'''

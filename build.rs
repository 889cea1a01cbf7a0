fn main() {
    // CI may inject an exact timestamp; fall back to build time otherwise
    let timestamp = std::env::var("BUILD_TIMESTAMP")
        .ok()
        .and_then(|ts| ts.parse::<u64>().ok())
        .unwrap_or_else(|| {
            std::time::SystemTime::now()
                .duration_since(std::time::UNIX_EPOCH)
                .map(|d| d.as_secs())
                .unwrap_or(0)
        });

    let datetime = std::env::var("BUILD_DATETIME").unwrap_or_else(|_| {
        chrono::Utc::now()
            .format("%Y-%m-%d %H:%M:%S UTC")
            .to_string()
    });

    let git_hash = std::env::var("BUILD_GIT_HASH")
        .unwrap_or_else(|_| get_git_hash().unwrap_or_else(|| "unknown".to_string()));

    println!("cargo:rustc-env=BUILD_TIMESTAMP={timestamp}");
    println!("cargo:rustc-env=BUILD_DATETIME={datetime}");
    println!("cargo:rustc-env=BUILD_GIT_HASH={git_hash}");

    println!("cargo:rerun-if-changed=build.rs");
    println!("cargo:rerun-if-env-changed=BUILD_TIMESTAMP");
}

fn get_git_hash() -> Option<String> {
    // Command-line git avoids a libgit2/OpenSSL build dependency
    use std::process::Command;

    let hash_output = Command::new("git")
        .args(["rev-parse", "--short", "HEAD"])
        .output()
        .ok()?;
    if !hash_output.status.success() {
        return None;
    }
    let hash = String::from_utf8(hash_output.stdout).ok()?;
    let short_hash = hash.trim();

    let diff_output = Command::new("git").args(["diff", "--quiet"]).output().ok();
    let is_dirty = diff_output.is_some_and(|output| !output.status.success());

    let suffix = if is_dirty { "-dirty" } else { "" };
    Some(format!("{short_hash}{suffix}"))
}
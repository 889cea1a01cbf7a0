//! # cleanup-azure-resources
//!
//! Deletes leftover Azure resources from failed test runs by name substring.
//!
//! Discovery and deletion go through the `az` CLI, so the tool sees exactly
//! the resources the deployment scripts created. Deletions are issued with
//! `--no-wait` and complete asynchronously after the tool exits.

use std::io::Write;

use anyhow::{Context, Result};
use clap::Parser;
use tracing::{info, warn};

use capi_installer_harness::cleanup;

/// Delete Azure resources whose name contains a given substring.
#[derive(Debug, Parser)]
#[command(name = "cleanup-azure-resources", version, about)]
struct Args {
    /// Name substring to match (e.g. "rcapd-stage")
    #[arg(long)]
    prefix: String,

    /// List matching resources without deleting anything
    #[arg(long)]
    dry_run: bool,

    /// Skip the confirmation prompt
    #[arg(long)]
    force: bool,

    /// Azure subscription to search (defaults to the current az subscription)
    #[arg(long)]
    subscription: Option<String>,
}

#[tokio::main]
async fn main() -> Result<()> {
    tracing_subscriber::fmt()
        .with_env_filter(
            tracing_subscriber::EnvFilter::try_from_default_env()
                .unwrap_or_else(|_| "capi_installer_harness=info,cleanup_azure_resources=info".into()),
        )
        .init();

    let args = Args::parse();

    info!(
        "cleanup-azure-resources (built {} from {})",
        env!("BUILD_DATETIME"),
        env!("BUILD_GIT_HASH")
    );

    cleanup::az::check_az_installed()?;
    cleanup::az::check_az_authenticated().await?;

    info!("Searching for resources matching '{}'", args.prefix);
    let resources = cleanup::discover_resources(&args.prefix, args.subscription.as_deref())
        .await
        .context("Resource discovery failed")?;

    if resources.is_empty() {
        info!("No resources matching '{}' found, nothing to do", args.prefix);
        return Ok(());
    }

    println!("Found {} matching resource(s):", resources.len());
    for resource in &resources {
        println!(
            "  {} ({}, resource group {})",
            resource.name, resource.resource_type, resource.resource_group
        );
    }

    if args.dry_run {
        info!("Dry run, no resources deleted");
        return Ok(());
    }

    if !args.force && !confirm(&args.prefix)? {
        info!("Aborted by user, no resources deleted");
        return Ok(());
    }

    let summary = cleanup::delete_resources(&resources).await;

    println!(
        "Cleanup finished: {} deletion(s) initiated, {} failed, {} skipped",
        summary.initiated, summary.failed, summary.skipped
    );
    println!("Note: deletions run asynchronously; resources may take a while to disappear.");

    if summary.failed > 0 {
        warn!(
            "{} resource(s) could not be deleted; re-run after the initiated deletions settle",
            summary.failed
        );
    }

    Ok(())
}

/// Interactive yes/no confirmation before a destructive batch.
fn confirm(prefix: &str) -> Result<bool> {
    print!("Delete all resources matching '{prefix}'? [y/N] ");
    std::io::stdout().flush().context("Failed to flush stdout")?;

    let mut answer = String::new();
    std::io::stdin()
        .read_line(&mut answer)
        .context("Failed to read confirmation")?;

    Ok(matches!(answer.trim().to_lowercase().as_str(), "y" | "yes"))
}
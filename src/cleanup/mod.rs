//! # Azure Resource Cleanup
//!
//! Discovers leftover Azure resources by name substring and deletes them
//! best-effort through the `az` CLI.
//!
//! Failed test runs leave provisioned resources behind when the normal
//! teardown path never executes. This module finds them with `az resource
//! list`, orders the deletions so child resource types go before their
//! parents, and issues `az resource delete --no-wait` per resource. A single
//! failed deletion never aborts the batch; missing tooling or a missing
//! `az login` session aborts immediately.

use serde::Deserialize;
use thiserror::Error;
use tracing::{info, warn};

pub mod az;

/// Errors that abort a cleanup run before any deletion is attempted.
///
/// Per-resource deletion failures are not represented here; they are counted
/// in [`CleanupSummary::failed`] and the batch continues.
#[derive(Debug, Error)]
pub enum CleanupError {
    #[error("az CLI not found on PATH. Install it from https://aka.ms/azure-cli")]
    AzNotFound,

    #[error("not logged in to Azure ({0}). Run 'az login' first")]
    NotAuthenticated(String),

    #[error("{command} failed: {detail}")]
    CommandFailed { command: String, detail: String },

    #[error("failed to parse az output: {0}")]
    InvalidOutput(#[from] serde_json::Error),
}

/// An Azure resource as reported by `az resource list`.
#[derive(Debug, Clone, Deserialize, PartialEq, Eq)]
pub struct AzureResource {
    pub id: String,
    pub name: String,
    #[serde(rename = "type")]
    pub resource_type: String,
    #[serde(rename = "resourceGroup", default)]
    pub resource_group: String,
}

/// Outcome counters for one cleanup batch.
///
/// `initiated` counts deletions accepted by Azure, not completed ones;
/// `--no-wait` deletions finish asynchronously after the process exits.
#[derive(Debug, Default, Clone, Copy, PartialEq, Eq)]
pub struct CleanupSummary {
    pub initiated: usize,
    pub failed: usize,
    pub skipped: usize,
}

/// List all resources in the subscription whose name contains `name_filter`.
///
/// `subscription` narrows the query when provided; otherwise the CLI's
/// current default subscription is used.
pub async fn discover_resources(
    name_filter: &str,
    subscription: Option<&str>,
) -> Result<Vec<AzureResource>, CleanupError> {
    let mut args = vec!["resource", "list"];
    if let Some(sub) = subscription {
        args.extend_from_slice(&["--subscription", sub]);
    }

    let raw = az::az_json(&args).await?;
    let all: Vec<AzureResource> = serde_json::from_str(&raw)?;

    let mut matched = filter_by_name(all, name_filter);
    sort_for_deletion(&mut matched);
    Ok(matched)
}

/// Keep only resources whose name contains the filter substring.
pub fn filter_by_name(resources: Vec<AzureResource>, name_filter: &str) -> Vec<AzureResource> {
    resources
        .into_iter()
        .filter(|r| r.name.contains(name_filter))
        .collect()
}

/// Order resources for deletion: resource type descending, name ascending
/// within a type.
///
/// Reverse type order puts longer, more specific child types (for example
/// `Microsoft.Network/virtualNetworks/subnets`) ahead of their parents, which
/// reduces "resource in use" failures without needing a dependency graph.
pub fn sort_for_deletion(resources: &mut [AzureResource]) {
    resources.sort_by(|a, b| {
        b.resource_type
            .cmp(&a.resource_type)
            .then_with(|| a.name.cmp(&b.name))
    });
}

/// Delete each resource with `az resource delete --no-wait`.
///
/// Best-effort: failures are logged and counted, never fatal. Resources that
/// disappeared between discovery and deletion count as skipped.
pub async fn delete_resources(resources: &[AzureResource]) -> CleanupSummary {
    let mut summary = CleanupSummary::default();

    for resource in resources {
        info!(
            "Deleting {} '{}' (resource group {})",
            resource.resource_type, resource.name, resource.resource_group
        );

        match az::az_run(&["resource", "delete", "--ids", &resource.id, "--no-wait"]).await {
            Ok(()) => summary.initiated += 1,
            Err(detail) if is_not_found(&detail) => {
                info!("'{}' already gone, skipping", resource.name);
                summary.skipped += 1;
            }
            Err(detail) => {
                warn!("Failed to delete '{}': {}", resource.name, detail);
                summary.failed += 1;
            }
        }
    }

    summary
}

/// Whether an `az` error message means the resource no longer exists.
fn is_not_found(detail: &str) -> bool {
    let lower = detail.to_lowercase();
    lower.contains("resourcenotfound")
        || lower.contains("notfound")
        || lower.contains("could not be found")
        || lower.contains("was not found")
}
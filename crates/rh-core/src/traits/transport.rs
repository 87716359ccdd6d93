//! Transport boundary traits
//!
//! The harness never speaks SSH itself. It drives a [`Transport`] that can
//! authenticate to a host and a [`TransportConnection`] that can start
//! commands, move files and report liveness.

use async_trait::async_trait;
use bytes::Bytes;
use tokio_util::sync::CancellationToken;

use crate::config::ConnectionConfig;
use crate::error::TransportFault;
use crate::exec::ExecStream;
use crate::types::RemoteEntry;

/// Opens authenticated connections to remote hosts
#[async_trait]
pub trait Transport: Send + Sync {
    /// The connection type produced by this transport
    type Connection: TransportConnection;

    /// Resolve, connect and authenticate.
    ///
    /// Dropping the returned future aborts the handshake.
    async fn authenticate(&self, config: &ConnectionConfig)
        -> Result<Self::Connection, TransportFault>;
}

/// One live authenticated connection
#[async_trait]
pub trait TransportConnection: Send {
    /// Start `command` verbatim on the remote side.
    ///
    /// When `cancel` fires the implementation should signal the remote
    /// process if it can and close the execution channel.
    async fn exec(
        &mut self,
        command: &str,
        cancel: CancellationToken,
    ) -> Result<ExecStream, TransportFault>;

    /// List the entries of a remote directory, excluding `.` and `..`
    async fn list_dir(&mut self, path: &str) -> Result<Vec<RemoteEntry>, TransportFault> {
        let _ = path;
        Err(TransportFault::Protocol(
            "this transport does not support file transfer".into(),
        ))
    }

    /// Create or truncate `remote_path` and write `contents` to it.
    ///
    /// Returns the number of bytes written.
    async fn upload(&mut self, contents: Bytes, remote_path: &str) -> Result<u64, TransportFault> {
        let _ = (contents, remote_path);
        Err(TransportFault::Protocol(
            "this transport does not support file transfer".into(),
        ))
    }

    /// Non-blocking check; false once the transport reported an error or close
    fn is_alive(&self) -> bool;

    /// Disconnect. Called at most once per connection.
    async fn close(&mut self) -> Result<(), TransportFault>;
}
//! russh client callbacks

use async_trait::async_trait;
use russh::client;
use russh_keys::key::PublicKey;

/// SSH client handler for harness connections
pub(crate) struct ClientHandler {
    /// Expected host key fingerprint (SHA-256, base64)
    expected_host_key: Option<String>,
}

impl ClientHandler {
    pub(crate) fn new(expected_host_key: Option<String>) -> Self {
        Self {
            expected_host_key: expected_host_key.map(|k| normalize_fingerprint(&k)),
        }
    }
}

/// Accept `SHA256:abc...` as well as the bare base64 digest
fn normalize_fingerprint(raw: &str) -> String {
    raw.trim()
        .strip_prefix("SHA256:")
        .unwrap_or(raw.trim())
        .trim_end_matches('=')
        .to_string()
}

fn host_key_matches(expected: Option<&str>, actual: &str) -> bool {
    match expected {
        Some(expected) => expected == normalize_fingerprint(actual),
        None => true,
    }
}

#[async_trait]
impl client::Handler for ClientHandler {
    type Error = russh::Error;

    /// Verify the server's host key against the pinned fingerprint, if any
    async fn check_server_key(
        &mut self,
        server_public_key: &PublicKey,
    ) -> Result<bool, Self::Error> {
        let fingerprint = server_public_key.fingerprint();
        tracing::debug!("Server host key: SHA256:{}", fingerprint);

        let accepted = host_key_matches(self.expected_host_key.as_deref(), &fingerprint);
        if !accepted {
            tracing::error!(
                "Host key mismatch: expected SHA256:{}, got SHA256:{}",
                self.expected_host_key.as_deref().unwrap_or_default(),
                fingerprint
            );
        }
        Ok(accepted)
    }
}
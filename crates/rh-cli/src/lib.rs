//! remote-harness: Command-line front end for the remote command harness
//!
//! Provides the `remote-harness` binary for running shell commands on a
//! remote host and checking that the host is reachable.

pub mod commands;
pub mod output;
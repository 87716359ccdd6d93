//! Remote command execution

use bytes::Bytes;
use tokio::time::Instant;
use tokio_util::sync::CancellationToken;

use rh_core::exec::ExecExit;
use rh_core::traits::TransportConnection;
use rh_core::{
    CommandRequest, CommandResult, ErrorKind, HarnessError, Outcome, SessionState, Stage,
    StreamKind, TransportFault,
};

use crate::collector::OutputCollector;
use crate::policy::PolicyGuard;
use crate::session::Session;

/// Runs commands on a ready session and captures their output
#[derive(Debug, Clone, Default)]
pub struct CommandRunner {
    policy: PolicyGuard,
}

impl CommandRunner {
    /// Create a new command runner
    pub fn new() -> Self {
        Self::default()
    }

    /// Run one command and wait for its execution channel to close.
    ///
    /// The only error returned is [`HarnessError::InvalidState`] when the
    /// session is not `Ready`; it is raised before any network I/O. Every
    /// other ending is a [`CommandResult`]:
    ///
    /// - a remote exit status, zero or not, is `Outcome::Completed`
    /// - an elapsed deadline is `Outcome::TimedOut`; the remote process is
    ///   signalled and the session is closed, since shell state after a
    ///   killed command cannot be trusted
    ///
    /// If the returned future is dropped before it resolves, the remote
    /// process is signalled the same way.
    /// - a transport failure is `Outcome::Failed`
    pub async fn run<C: TransportConnection>(
        &self,
        session: &mut Session<C>,
        request: &CommandRequest,
    ) -> Result<CommandResult, HarnessError> {
        session.ensure_ready()?;

        let started = Instant::now();
        let id = session.id();
        let cancel = CancellationToken::new();
        // Dropping this future mid-command must still stop the remote process
        let _cancel_on_drop = cancel.clone().drop_guard();
        let mut collector = OutputCollector::new();
        tracing::debug!("{}: exec {:?}", id, request.text());

        let attempt = {
            let connection = session.connection_mut()?;
            self.policy
                .with_timeout(
                    Stage::Command,
                    request.timeout(),
                    drive(connection, request.text(), cancel.clone(), &mut collector),
                )
                .await
        };

        let (exit_code, signal, outcome) = match attempt {
            Ok(Ok(ExecExit::Status(code))) => (Some(code), None, Outcome::Completed),
            Ok(Ok(ExecExit::Signal { name })) => (None, Some(name), Outcome::Completed),
            Ok(Ok(ExecExit::Closed)) if session.connection_alive() => {
                (None, None, Outcome::Completed)
            }
            Ok(Ok(ExecExit::Closed)) => {
                tracing::warn!("{}: session went away before an exit status", id);
                session.mark_failed();
                (
                    None,
                    None,
                    Outcome::Failed {
                        kind: ErrorKind::Transport,
                        reason: "session closed before an exit status was reported".into(),
                    },
                )
            }
            Ok(Ok(ExecExit::Lost(fault))) | Ok(Err(fault)) => {
                let err = self
                    .policy
                    .escalate(fault, session.endpoint(), session.username());
                tracing::warn!("{}: command failed: {}", id, err);
                if !session.connection_alive() {
                    session.mark_failed();
                }
                (
                    None,
                    None,
                    Outcome::Failed {
                        kind: err.kind(),
                        reason: err.to_string(),
                    },
                )
            }
            Err(timeout) => {
                cancel.cancel();
                tracing::warn!("{}: {}; tearing down session", id, timeout);
                session.close().await;
                (None, None, Outcome::TimedOut)
            }
        };

        let transcript = collector.finalize()?;
        let result = CommandResult {
            exit_code,
            signal,
            transcript,
            duration: started.elapsed(),
            outcome,
        };
        tracing::debug!(
            "{}: {:?} exit={:?} chunks={} in {:?}",
            id,
            result.outcome,
            result.exit_code,
            result.transcript.len(),
            result.duration
        );
        Ok(result)
    }

    /// Run commands in order on one session.
    ///
    /// Stops after the first result that leaves the session unusable
    /// (timeout or transport failure). A non-zero exit does not stop the run.
    pub async fn run_all<C: TransportConnection>(
        &self,
        session: &mut Session<C>,
        requests: &[CommandRequest],
    ) -> Result<Vec<CommandResult>, HarnessError> {
        let mut results = Vec::with_capacity(requests.len());
        for request in requests {
            results.push(self.run(session, request).await?);
            if session.state() != SessionState::Ready {
                tracing::info!(
                    "{} is {}; skipping {} remaining command(s)",
                    session.id(),
                    session.state(),
                    requests.len() - results.len()
                );
                break;
            }
        }
        Ok(results)
    }
}

/// Start the command and drain both output streams until they close
async fn drive<C: TransportConnection>(
    connection: &mut C,
    command: &str,
    cancel: CancellationToken,
    collector: &mut OutputCollector,
) -> Result<ExecExit, TransportFault> {
    let mut stream = connection.exec(command, cancel).await?;

    let mut stdout_open = true;
    let mut stderr_open = true;
    while stdout_open || stderr_open {
        tokio::select! {
            chunk = stream.stdout.recv(), if stdout_open => match chunk {
                Some(bytes) => record(collector, StreamKind::Stdout, bytes),
                None => stdout_open = false,
            },
            chunk = stream.stderr.recv(), if stderr_open => match chunk {
                Some(bytes) => record(collector, StreamKind::Stderr, bytes),
                None => stderr_open = false,
            },
        }
    }

    Ok(stream.exit.await.unwrap_or_else(|_| {
        ExecExit::Lost(TransportFault::Other(
            "execution channel dropped without an exit report".into(),
        ))
    }))
}

fn record(collector: &mut OutputCollector, stream: StreamKind, bytes: Bytes) {
    if let Err(e) = collector.record(stream, bytes) {
        tracing::warn!("Discarding {:?} output: {}", stream, e);
    }
}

'''

* TASK: All that is wanted is an exact copy of the lines above from the one with "#[tokio::main]" through the one with "resource.name, resource.resource_type, resource.resource_group", with both ends included.

* TASK SOLUTION:
#[tokio::main]
async fn main() -> Result<()> {
    tracing_subscriber::fmt()
        .with_env_filter(
            tracing_subscriber::EnvFilter::try_from_default_env()
                .unwrap_or_else(|_| "capi_installer_harness=info,cleanup_azure_resources=info".into()),
        )
        .init();

    let args = Args::parse();

    info!(
        "cleanup-azure-resources (built {} from {})",
        env!("BUILD_DATETIME"),
        env!("BUILD_GIT_HASH")
    );

    cleanup::az::check_az_installed()?;
    cleanup::az::check_az_authenticated().await?;

    info!("Searching for resources matching '{}'", args.prefix);
    let resources = cleanup::discover_resources(&args.prefix, args.subscription.as_deref())
        .await
        .context("Resource discovery failed")?;

    if resources.is_empty() {
        info!("No resources matching '{}' found, nothing to do", args.prefix);
        return Ok(());
    }

    println!("Found {} matching resource(s):", resources.len());
    for resource in &resources {
        println!(
            "  {} ({}, resource group {})",
            resource.name, resource.resource_type, resource.resource_group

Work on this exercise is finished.